_What you should do:_
Would you please copy out each entry exactly?

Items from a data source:
· · · ·
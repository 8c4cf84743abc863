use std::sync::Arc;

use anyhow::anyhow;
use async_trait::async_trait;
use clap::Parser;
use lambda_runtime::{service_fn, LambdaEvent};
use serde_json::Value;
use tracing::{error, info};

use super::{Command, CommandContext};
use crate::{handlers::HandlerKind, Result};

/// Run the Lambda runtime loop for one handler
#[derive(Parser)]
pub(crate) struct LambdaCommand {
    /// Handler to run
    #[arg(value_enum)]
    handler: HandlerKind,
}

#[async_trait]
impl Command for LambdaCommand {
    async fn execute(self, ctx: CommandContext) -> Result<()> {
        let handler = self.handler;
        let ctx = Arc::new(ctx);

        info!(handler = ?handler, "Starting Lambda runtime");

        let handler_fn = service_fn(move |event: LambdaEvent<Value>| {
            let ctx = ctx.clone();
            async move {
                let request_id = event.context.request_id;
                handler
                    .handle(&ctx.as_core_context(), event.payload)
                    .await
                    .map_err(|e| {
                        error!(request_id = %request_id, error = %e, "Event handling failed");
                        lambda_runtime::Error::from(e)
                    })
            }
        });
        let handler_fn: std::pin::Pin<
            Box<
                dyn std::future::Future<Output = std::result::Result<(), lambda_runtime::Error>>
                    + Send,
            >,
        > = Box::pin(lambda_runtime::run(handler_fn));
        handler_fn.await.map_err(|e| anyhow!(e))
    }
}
· · · ·
_Task answer:_
repository 8c4cf84743abc863
use std::sync::Arc;

use anyhow::anyhow;
use async_trait::async_trait;
use clap::Parser;
use lambda_runtime::{service_fn, LambdaEvent};
use serde_json::Value;
use tracing::{error, info};

use super::{Command, CommandContext};
use crate::{handlers::HandlerKind, Result};

/// Run the Lambda runtime loop for one handler
#[derive(Parser)]
pub(crate) struct LambdaCommand {
    /// Handler to run
    #[arg(value_enum)]
    handler: HandlerKind,
}

#[async_trait]
impl Command for LambdaCommand {
    async fn execute(self, ctx: CommandContext) -> Result<()> {
        let handler = self.handler;
        let ctx = Arc::new(ctx);

        info!(handler = ?handler, "Starting Lambda runtime");

        let handler_fn = service_fn(move |event: LambdaEvent<Value>| {
            let ctx = ctx.clone();
            async move {
                let request_id = event.context.request_id;
                handler
                    .handle(&ctx.as_core_context(), event.payload)
                    .await
                    .map_err(|e| {
                        error!(request_id = %request_id, error = %e, "Event handling failed");
                        lambda_runtime::Error::from(e)
                    })
            }
        });
        let handler_fn: std::pin::Pin<
            Box<
                dyn std::future::Future<Output = std::result::Result<(), lambda_runtime::Error>>
                    + Send,
            >,
        > = Box::pin(lambda_runtime::run(handler_fn));
        handler_fn.await.map_err(|e| anyhow!(e))
    }
}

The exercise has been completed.